Graph self-supervised learning based on frequency corruption
New method improves graph AI performance on 14 datasets by forcing models to fuse multi-frequency information.
A research team led by Haojie Li has developed a novel graph self-supervised learning method called Frequency-Corrupt Based Graph Self-Supervised Learning (FC-GSSL), accepted at The ACM Web Conference 2026. The core innovation addresses a key limitation in existing graph AI: most methods underutilize high-frequency signals and overfit to specific local patterns, which hurts generalization. FC-GSSL tackles this by strategically building corrupted graphs that are biased toward high-frequency information. It does this by corrupting nodes and edges according to their low-frequency contributions, then using these corrupted graphs as inputs to an autoencoder.

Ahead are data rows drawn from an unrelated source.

//! Trace Event Store contract

use std::sync::Arc;
use tracedb_core::{Result, TraceEvent};

/// Result of a create-only batch upsert
#[derive(Debug, Clone, Copy, PartialEq, Eq, Default)]
pub struct UpsertOutcome {
    /// Events in the batch, counting no-ops
    pub accepted: usize,
    /// Events that did not exist before and were inserted
    pub created: usize,
}

impl UpsertOutcome {
    /// Events that were no-ops because their id already existed
    pub fn skipped(&self) -> usize {
        self.accepted - self.created
    }
}

/// Durable table of trace events
///
/// Implementations must be safe to share between threads; calls may block
/// on I/O.
pub trait EventStore: Send + Sync {
    /// Persist each event unless its id already exists
    ///
    /// An id that exists in the store, or appears earlier in the same batch,
    /// is a no-op. The whole batch is one atomic unit: on `Err` nothing of
    /// it is visible, on `Ok` all of it is.
    fn upsert_create_only(&self, events: Vec<TraceEvent>) -> Result<UpsertOutcome>;

    /// Root events (no parent), most recent `timestamp` first
    ///
    /// Events without a timestamp are listed after all timed ones.
    fn list_roots(&self, limit: usize) -> Result<Vec<TraceEvent>>;

    /// All events of a request, oldest `timestamp` first
    ///
    /// Events without a timestamp are listed after all timed ones.
    fn list_by_request_id(&self, request_id: &str) -> Result<Vec<TraceEvent>>;

    /// Look up one event
    fn get_by_id(&self, id: &str) -> Result<Option<TraceEvent>>;

    /// Number of stored events
    fn len(&self) -> Result<usize>;

    /// True if nothing has been stored
    fn is_empty(&self) -> Result<bool> {
        Ok(self.len()? == 0)
    }
}

impl<S: EventStore + ?Sized> EventStore for Arc<S> {
    fn upsert_create_only(&self, events: Vec<TraceEvent>) -> Result<UpsertOutcome> {
        (**self).upsert_create_only(events)
    }

    fn list_roots(&self, limit: usize) -> Result<Vec<TraceEvent>> {
        (**self).list_roots(limit)
    }

    fn list_by_request_id(&self, request_id: &str) -> Result<Vec<TraceEvent>> {
        (**self).list_by_request_id(request_id)
    }

    fn get_by_id(&self, id: &str) -> Result<Option<TraceEvent>> {
        (**self).get_by_id(id)
    }

    fn len(&self) -> Result<usize> {
        (**self).len()
    }
}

The model's supervision targets are the reconstruction of low-frequency and general features, which forces it to learn how to fuse information from multiple frequency bands effectively. The researchers further enhanced the approach by designing multiple sampling strategies to generate diverse corrupted graphs from the intersections and unions of sampling results. By aligning node representations from these different "views," the model can discover useful combinations of frequency components, reducing its reliance on any single high-frequency element and significantly improving robustness. Extensive validation on 14 benchmark datasets across three critical tasks—node classification, graph prediction, and transfer learning—demonstrated that FC-GSSL consistently outperforms existing methods, offering a more generalized and powerful framework for applications like recommendation systems and social network analysis where labeled data is scarce.
- Method corrupts graphs based on low-frequency node/edge contributions to bias inputs toward high-frequency information.
- Forces autoencoder to reconstruct low-frequency/general features, enabling multi-frequency information fusion and better generalization.
- Validated on 14 datasets, showing consistent gains in node classification, graph prediction, and transfer learning tasks.
Why It Matters
Enables more robust graph AI for web-scale applications like recommendations with less labeled data, improving real-world performance.